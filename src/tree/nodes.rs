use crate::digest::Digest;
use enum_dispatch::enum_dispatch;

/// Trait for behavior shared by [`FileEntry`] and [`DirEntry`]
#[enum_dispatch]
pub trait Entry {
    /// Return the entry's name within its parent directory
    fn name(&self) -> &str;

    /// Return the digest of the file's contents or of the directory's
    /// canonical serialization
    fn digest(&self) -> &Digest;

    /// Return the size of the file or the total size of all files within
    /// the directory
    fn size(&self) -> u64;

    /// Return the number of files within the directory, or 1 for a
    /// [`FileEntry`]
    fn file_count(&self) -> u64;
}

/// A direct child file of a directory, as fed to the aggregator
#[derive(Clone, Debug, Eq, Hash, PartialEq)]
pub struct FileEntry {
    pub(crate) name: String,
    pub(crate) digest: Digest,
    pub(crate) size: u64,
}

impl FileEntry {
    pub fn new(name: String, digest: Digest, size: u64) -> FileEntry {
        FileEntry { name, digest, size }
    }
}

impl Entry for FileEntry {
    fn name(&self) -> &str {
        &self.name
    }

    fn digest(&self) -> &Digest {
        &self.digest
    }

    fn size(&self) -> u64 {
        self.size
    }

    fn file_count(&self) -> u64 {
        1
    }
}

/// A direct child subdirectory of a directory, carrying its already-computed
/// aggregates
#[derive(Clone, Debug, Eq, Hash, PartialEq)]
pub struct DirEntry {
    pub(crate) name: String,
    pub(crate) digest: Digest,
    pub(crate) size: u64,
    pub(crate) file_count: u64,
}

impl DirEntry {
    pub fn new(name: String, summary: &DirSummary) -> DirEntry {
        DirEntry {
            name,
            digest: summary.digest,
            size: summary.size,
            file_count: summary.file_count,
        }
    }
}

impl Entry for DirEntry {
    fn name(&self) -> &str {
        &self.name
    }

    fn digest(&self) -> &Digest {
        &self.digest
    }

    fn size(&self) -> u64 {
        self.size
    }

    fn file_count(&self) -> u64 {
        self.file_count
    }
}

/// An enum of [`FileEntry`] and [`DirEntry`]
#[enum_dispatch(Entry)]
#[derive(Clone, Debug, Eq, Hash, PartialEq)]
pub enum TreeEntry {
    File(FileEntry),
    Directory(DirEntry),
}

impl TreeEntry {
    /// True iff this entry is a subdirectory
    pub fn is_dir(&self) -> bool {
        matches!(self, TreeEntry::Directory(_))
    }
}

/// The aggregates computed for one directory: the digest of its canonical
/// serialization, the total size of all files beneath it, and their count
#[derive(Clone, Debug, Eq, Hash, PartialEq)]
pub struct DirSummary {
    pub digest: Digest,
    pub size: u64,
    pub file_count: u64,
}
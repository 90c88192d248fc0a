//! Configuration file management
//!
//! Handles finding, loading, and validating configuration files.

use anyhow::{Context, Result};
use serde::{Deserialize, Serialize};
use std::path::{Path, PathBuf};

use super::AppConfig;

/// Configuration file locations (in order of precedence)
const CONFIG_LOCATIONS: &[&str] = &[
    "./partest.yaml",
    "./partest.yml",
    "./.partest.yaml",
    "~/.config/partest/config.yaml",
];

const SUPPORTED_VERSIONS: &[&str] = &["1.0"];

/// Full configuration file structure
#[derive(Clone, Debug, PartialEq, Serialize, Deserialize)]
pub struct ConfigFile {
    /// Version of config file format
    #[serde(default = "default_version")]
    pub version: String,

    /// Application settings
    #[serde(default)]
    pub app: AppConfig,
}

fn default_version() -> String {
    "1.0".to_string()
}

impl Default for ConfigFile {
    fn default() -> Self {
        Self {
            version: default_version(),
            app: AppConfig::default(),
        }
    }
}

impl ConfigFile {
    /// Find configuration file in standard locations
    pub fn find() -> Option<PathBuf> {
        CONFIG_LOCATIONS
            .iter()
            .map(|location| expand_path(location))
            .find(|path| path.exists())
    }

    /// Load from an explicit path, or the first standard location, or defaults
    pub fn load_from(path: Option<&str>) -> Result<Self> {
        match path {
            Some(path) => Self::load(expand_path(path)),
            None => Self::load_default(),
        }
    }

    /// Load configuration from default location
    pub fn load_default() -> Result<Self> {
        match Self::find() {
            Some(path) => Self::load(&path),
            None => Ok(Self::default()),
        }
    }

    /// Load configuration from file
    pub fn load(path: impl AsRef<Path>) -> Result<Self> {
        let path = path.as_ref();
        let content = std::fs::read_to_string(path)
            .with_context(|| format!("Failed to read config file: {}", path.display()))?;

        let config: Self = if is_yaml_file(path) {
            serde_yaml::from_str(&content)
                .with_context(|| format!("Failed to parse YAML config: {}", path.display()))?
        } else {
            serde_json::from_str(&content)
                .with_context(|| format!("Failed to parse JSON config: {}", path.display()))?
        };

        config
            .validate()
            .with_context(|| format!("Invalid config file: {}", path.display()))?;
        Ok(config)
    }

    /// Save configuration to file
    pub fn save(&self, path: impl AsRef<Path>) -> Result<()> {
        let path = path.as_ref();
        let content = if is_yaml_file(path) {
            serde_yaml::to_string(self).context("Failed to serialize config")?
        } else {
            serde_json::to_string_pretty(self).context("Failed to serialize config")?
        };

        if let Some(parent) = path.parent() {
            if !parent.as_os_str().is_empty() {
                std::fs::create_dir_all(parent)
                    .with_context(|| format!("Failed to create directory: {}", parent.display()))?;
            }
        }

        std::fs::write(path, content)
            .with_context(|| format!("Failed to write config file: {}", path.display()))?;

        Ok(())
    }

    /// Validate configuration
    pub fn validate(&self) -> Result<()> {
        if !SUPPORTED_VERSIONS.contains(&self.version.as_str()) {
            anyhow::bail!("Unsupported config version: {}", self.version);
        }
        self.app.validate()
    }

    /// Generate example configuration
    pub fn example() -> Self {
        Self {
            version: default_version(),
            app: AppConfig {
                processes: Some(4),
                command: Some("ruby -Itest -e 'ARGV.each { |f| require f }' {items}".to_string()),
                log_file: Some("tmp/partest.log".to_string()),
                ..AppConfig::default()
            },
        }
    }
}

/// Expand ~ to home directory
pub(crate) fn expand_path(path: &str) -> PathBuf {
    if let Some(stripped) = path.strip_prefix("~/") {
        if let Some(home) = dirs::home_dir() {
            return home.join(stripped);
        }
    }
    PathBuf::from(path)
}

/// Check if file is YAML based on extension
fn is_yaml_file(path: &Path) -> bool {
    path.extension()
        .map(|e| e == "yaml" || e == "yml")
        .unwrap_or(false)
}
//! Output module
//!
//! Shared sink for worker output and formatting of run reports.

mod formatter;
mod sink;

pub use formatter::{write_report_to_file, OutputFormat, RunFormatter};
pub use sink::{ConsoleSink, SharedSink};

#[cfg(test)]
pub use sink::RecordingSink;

WHAT IS BEING ASKED:
All lines in the listing above between the line with "Generate example configuration" and the line with "pub(crate) fn expand_path(path: &str)", inclusive, should be set down exactly, and no line outside that range.

PROBLEM SOLUTION:
    /// Generate example configuration
    pub fn example() -> Self {
        Self {
            version: default_version(),
            app: AppConfig {
                processes: Some(4),
                command: Some("ruby -Itest -e 'ARGV.each { |f| require f }' {items}".to_string()),
                log_file: Some("tmp/partest.log".to_string()),
                ..AppConfig::default()
            },
        }
    }
}

/// Expand ~ to home directory
pub(crate) fn expand_path(path: &str) -> PathBuf {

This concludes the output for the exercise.